What is expected
Wherever the word "while" appears in the entries, copy the whole line.

Segment Open

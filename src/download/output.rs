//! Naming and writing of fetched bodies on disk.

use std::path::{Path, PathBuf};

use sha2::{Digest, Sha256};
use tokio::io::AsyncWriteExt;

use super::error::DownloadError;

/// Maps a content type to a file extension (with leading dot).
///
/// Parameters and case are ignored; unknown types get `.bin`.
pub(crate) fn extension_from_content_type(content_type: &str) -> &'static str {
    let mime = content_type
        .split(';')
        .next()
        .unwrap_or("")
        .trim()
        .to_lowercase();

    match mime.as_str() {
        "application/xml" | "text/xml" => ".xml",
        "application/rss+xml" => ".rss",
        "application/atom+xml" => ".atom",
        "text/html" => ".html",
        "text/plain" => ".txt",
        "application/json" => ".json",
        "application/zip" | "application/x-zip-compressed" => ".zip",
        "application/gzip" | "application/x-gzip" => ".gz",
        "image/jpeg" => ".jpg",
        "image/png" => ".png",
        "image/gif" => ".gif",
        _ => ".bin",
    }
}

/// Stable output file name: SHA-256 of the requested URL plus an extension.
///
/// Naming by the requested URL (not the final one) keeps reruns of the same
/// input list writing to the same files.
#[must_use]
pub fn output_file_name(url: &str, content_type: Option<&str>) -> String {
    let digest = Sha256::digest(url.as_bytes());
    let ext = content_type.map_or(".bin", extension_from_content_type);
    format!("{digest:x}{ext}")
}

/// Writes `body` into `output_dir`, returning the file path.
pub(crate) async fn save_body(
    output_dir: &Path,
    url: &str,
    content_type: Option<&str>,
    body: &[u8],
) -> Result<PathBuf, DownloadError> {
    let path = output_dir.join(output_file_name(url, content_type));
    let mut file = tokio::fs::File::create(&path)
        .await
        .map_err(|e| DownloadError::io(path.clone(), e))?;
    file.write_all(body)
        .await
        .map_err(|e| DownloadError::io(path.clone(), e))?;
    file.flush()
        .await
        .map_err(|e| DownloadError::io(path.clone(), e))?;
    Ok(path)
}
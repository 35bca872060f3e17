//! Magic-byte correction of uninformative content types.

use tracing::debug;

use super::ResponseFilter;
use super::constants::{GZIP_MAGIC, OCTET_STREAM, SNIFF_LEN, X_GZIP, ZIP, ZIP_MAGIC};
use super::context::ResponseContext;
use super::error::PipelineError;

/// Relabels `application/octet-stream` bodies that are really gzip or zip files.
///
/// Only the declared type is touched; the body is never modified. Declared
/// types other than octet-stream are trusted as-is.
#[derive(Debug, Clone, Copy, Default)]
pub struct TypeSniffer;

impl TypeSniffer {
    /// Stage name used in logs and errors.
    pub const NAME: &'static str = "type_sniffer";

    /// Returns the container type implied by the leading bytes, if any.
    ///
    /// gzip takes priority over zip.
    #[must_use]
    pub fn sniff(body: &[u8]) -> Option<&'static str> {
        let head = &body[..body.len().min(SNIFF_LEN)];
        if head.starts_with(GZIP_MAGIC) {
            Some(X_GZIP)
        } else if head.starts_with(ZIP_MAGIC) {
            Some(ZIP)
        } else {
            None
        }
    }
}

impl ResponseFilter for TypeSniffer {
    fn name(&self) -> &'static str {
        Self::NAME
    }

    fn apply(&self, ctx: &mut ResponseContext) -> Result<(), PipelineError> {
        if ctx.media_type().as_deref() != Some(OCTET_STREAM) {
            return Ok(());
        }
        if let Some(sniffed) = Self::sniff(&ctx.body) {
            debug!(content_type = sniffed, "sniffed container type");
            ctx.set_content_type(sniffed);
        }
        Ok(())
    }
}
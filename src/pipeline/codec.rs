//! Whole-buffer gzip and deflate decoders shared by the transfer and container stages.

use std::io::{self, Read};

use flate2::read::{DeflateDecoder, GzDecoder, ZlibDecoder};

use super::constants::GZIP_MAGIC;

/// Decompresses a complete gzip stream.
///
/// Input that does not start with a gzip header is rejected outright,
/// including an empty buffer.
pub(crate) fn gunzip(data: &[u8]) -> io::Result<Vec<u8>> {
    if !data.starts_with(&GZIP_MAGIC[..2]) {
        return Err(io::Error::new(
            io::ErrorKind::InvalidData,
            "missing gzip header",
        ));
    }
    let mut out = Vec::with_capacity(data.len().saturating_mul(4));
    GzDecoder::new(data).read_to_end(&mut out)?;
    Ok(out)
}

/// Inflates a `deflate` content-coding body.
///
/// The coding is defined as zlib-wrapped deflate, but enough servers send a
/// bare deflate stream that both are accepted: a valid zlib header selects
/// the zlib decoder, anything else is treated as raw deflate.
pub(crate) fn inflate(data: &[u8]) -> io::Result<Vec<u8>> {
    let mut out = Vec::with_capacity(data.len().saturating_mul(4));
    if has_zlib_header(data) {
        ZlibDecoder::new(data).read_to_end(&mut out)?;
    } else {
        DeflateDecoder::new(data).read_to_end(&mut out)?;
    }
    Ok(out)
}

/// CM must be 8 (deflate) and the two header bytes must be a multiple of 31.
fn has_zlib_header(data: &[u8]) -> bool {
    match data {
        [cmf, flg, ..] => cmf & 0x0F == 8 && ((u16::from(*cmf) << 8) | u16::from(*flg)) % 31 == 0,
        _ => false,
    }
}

Segment Closed
Segment Open

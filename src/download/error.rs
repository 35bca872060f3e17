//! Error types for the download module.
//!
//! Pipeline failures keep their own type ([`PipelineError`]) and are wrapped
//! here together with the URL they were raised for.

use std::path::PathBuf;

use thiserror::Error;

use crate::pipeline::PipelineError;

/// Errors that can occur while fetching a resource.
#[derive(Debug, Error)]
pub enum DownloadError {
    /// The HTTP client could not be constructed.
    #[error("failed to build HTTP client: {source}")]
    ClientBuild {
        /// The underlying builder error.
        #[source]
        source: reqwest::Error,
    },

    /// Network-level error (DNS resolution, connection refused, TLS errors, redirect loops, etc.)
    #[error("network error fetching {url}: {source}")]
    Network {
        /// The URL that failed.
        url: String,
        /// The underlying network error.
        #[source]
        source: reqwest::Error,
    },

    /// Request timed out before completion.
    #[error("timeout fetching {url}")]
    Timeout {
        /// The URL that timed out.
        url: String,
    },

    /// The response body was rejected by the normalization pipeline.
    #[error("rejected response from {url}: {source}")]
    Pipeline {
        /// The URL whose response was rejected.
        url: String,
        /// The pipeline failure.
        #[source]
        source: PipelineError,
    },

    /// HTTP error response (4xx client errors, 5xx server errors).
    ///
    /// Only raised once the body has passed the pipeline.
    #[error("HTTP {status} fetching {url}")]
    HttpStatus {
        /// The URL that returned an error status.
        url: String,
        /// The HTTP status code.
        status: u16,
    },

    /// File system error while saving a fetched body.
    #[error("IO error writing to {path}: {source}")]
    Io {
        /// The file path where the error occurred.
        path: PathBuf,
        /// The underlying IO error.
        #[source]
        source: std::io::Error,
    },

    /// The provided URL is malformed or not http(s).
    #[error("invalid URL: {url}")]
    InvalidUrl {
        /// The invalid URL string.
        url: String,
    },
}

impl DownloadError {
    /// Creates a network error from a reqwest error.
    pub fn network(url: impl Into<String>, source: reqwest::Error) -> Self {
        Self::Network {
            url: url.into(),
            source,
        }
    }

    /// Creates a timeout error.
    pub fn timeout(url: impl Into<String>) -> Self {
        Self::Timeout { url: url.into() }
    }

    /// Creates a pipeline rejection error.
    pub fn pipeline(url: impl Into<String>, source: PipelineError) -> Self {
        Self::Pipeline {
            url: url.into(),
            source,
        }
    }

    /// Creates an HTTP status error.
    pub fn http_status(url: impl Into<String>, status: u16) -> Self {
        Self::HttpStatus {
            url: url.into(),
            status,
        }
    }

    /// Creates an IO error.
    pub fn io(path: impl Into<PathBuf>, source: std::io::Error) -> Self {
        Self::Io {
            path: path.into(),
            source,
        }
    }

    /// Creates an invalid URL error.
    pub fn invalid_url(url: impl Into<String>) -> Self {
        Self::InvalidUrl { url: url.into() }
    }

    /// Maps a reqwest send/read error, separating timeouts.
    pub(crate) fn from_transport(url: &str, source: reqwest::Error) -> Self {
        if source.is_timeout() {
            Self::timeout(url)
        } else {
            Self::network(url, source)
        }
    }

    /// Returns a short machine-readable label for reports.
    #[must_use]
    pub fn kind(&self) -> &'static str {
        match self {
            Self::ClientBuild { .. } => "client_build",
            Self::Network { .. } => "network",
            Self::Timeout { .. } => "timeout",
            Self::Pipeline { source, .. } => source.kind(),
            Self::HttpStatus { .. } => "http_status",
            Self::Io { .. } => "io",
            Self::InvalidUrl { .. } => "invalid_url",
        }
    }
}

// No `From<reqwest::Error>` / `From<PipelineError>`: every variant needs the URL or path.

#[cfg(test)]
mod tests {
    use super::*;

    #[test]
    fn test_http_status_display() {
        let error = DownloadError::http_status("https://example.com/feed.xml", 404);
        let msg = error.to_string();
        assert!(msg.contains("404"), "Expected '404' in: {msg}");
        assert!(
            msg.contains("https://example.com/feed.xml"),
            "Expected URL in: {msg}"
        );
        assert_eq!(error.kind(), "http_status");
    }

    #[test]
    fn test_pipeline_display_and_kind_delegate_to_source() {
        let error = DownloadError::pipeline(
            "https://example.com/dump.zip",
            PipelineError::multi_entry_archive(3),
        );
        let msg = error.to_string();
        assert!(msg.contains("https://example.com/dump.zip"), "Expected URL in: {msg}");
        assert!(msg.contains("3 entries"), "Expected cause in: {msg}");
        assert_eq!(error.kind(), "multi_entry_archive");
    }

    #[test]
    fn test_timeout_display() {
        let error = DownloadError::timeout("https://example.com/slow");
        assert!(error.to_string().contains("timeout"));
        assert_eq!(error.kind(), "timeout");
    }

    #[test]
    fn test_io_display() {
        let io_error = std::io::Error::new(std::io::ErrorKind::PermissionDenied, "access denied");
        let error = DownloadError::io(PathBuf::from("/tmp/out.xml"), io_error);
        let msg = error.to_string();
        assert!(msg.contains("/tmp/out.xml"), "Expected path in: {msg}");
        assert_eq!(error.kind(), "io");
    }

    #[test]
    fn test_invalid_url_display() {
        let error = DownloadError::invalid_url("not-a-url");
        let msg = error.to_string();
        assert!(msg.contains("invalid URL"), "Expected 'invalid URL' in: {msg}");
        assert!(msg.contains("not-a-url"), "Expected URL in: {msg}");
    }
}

Segment Closed
Segment Open

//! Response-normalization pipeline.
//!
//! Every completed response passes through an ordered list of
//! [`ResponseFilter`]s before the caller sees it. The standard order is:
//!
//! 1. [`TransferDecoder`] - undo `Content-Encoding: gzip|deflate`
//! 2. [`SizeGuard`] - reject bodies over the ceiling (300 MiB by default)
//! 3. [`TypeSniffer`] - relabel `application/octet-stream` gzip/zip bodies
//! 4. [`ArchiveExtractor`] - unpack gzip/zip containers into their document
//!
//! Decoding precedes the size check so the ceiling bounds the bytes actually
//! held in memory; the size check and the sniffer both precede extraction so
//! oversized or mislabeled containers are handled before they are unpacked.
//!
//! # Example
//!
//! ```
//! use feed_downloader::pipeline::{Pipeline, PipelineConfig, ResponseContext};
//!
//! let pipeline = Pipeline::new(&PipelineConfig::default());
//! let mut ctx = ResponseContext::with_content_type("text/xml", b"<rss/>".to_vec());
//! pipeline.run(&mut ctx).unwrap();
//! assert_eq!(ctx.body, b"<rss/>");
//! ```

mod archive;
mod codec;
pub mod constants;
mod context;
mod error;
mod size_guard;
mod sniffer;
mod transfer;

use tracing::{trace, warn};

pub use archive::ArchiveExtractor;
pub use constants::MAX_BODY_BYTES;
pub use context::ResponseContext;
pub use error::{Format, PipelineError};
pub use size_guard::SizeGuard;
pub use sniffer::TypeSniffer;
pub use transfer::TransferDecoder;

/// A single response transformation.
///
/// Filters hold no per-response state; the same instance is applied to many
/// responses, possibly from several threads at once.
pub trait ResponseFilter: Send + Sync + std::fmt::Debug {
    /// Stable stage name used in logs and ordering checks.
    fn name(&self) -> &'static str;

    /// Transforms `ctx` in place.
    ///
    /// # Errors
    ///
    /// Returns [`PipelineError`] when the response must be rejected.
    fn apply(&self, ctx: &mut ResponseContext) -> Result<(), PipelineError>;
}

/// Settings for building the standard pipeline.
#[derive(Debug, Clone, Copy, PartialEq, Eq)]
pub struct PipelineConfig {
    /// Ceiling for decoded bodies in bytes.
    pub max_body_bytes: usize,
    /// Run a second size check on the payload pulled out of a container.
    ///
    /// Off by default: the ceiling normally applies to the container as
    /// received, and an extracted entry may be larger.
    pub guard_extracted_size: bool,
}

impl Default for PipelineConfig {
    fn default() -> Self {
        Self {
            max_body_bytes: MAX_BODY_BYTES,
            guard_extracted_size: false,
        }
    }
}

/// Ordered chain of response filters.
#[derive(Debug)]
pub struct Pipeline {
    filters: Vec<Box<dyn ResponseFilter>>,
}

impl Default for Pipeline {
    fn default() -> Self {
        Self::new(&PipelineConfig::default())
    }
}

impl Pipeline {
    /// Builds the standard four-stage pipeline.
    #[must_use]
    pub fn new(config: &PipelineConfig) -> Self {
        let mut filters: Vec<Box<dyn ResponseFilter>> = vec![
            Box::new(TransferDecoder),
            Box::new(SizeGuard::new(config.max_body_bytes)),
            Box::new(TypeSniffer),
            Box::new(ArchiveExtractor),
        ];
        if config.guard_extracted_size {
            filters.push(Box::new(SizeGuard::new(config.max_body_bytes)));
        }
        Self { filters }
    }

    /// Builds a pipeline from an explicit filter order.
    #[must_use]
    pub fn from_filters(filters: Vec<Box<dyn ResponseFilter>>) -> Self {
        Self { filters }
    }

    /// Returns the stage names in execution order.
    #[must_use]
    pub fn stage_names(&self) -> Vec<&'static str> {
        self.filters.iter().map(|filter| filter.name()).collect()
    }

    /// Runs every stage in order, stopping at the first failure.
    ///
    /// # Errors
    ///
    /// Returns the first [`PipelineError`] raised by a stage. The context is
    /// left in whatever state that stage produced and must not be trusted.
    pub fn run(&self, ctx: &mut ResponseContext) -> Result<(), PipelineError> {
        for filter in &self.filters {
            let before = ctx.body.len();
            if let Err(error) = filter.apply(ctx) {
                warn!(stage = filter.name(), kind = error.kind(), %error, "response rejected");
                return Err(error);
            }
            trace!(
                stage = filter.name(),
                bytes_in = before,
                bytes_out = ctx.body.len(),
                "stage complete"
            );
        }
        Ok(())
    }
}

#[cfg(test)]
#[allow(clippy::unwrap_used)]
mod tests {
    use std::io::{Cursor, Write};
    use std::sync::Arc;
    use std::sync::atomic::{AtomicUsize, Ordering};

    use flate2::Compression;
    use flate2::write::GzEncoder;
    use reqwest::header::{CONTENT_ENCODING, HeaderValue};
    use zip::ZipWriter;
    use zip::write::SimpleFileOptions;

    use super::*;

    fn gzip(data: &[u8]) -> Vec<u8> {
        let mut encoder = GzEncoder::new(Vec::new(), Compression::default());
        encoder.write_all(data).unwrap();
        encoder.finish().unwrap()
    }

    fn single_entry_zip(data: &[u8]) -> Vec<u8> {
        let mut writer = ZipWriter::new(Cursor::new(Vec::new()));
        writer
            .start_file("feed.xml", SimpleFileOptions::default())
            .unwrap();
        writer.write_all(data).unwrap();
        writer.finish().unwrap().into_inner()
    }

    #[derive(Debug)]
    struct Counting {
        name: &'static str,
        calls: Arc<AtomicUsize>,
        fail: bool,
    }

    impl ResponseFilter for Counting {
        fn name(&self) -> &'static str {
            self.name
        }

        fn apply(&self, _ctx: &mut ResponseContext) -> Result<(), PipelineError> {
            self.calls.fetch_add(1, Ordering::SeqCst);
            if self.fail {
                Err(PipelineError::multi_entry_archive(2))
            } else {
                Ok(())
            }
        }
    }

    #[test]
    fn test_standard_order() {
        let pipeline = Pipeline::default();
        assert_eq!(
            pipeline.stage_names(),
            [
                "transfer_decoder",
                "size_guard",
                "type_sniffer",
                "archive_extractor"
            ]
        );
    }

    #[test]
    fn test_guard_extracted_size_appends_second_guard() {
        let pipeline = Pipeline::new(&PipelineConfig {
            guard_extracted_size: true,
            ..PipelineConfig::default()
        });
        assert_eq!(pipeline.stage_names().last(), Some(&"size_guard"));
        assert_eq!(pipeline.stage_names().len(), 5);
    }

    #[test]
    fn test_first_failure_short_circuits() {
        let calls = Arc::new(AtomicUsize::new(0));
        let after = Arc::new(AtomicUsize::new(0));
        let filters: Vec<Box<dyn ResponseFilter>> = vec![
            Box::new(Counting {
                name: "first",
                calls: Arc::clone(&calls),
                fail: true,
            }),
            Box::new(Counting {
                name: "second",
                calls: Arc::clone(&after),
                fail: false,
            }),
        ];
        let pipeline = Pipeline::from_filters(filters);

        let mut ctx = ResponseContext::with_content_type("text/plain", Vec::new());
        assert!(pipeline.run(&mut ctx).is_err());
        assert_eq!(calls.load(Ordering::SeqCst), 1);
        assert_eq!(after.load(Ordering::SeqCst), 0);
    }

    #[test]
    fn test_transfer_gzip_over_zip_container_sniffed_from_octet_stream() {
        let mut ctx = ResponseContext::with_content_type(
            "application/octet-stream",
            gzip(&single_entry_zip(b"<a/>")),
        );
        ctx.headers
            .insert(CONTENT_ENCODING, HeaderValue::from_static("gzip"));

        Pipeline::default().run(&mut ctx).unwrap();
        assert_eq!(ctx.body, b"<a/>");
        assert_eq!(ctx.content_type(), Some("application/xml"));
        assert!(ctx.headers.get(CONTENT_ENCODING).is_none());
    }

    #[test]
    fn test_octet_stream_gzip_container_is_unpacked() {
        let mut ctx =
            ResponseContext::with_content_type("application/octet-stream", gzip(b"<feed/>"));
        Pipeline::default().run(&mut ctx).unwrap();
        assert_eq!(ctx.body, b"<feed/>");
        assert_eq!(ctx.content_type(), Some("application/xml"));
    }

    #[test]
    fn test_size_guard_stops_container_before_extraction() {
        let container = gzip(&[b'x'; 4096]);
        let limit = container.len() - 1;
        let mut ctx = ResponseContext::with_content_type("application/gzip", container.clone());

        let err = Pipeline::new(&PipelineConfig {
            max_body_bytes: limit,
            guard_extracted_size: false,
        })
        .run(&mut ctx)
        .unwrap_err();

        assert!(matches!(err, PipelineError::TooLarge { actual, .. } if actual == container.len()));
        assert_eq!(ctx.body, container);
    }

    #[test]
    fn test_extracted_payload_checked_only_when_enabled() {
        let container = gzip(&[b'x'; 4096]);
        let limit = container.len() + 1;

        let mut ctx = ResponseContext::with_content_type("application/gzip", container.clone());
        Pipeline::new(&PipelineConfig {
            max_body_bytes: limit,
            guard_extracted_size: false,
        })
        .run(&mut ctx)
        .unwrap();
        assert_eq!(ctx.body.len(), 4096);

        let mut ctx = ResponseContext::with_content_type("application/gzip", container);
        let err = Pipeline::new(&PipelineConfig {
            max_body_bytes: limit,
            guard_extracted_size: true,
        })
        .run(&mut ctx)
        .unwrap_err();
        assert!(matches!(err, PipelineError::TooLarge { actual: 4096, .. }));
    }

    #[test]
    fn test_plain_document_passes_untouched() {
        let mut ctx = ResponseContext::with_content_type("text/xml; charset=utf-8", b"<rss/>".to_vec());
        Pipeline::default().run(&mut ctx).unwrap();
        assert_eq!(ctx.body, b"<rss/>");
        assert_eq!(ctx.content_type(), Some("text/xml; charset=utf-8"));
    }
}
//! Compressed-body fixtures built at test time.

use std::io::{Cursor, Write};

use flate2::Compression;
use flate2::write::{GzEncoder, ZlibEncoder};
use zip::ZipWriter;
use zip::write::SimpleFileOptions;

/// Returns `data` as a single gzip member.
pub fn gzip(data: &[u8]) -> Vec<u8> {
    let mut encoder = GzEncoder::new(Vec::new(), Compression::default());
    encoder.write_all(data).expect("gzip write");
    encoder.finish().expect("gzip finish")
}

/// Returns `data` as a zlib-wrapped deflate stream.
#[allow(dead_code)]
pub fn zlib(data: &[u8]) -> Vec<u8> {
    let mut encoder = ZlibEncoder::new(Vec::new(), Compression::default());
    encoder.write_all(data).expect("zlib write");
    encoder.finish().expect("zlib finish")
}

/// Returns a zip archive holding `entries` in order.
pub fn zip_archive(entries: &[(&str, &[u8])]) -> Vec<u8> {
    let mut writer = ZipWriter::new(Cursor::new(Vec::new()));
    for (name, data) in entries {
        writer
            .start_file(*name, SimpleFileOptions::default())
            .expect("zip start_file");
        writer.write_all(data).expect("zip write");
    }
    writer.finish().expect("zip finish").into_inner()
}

Segment Closed

Output for this exercise
/// Errors that can occur while fetching a resource.
    /// File system error while saving a fetched body.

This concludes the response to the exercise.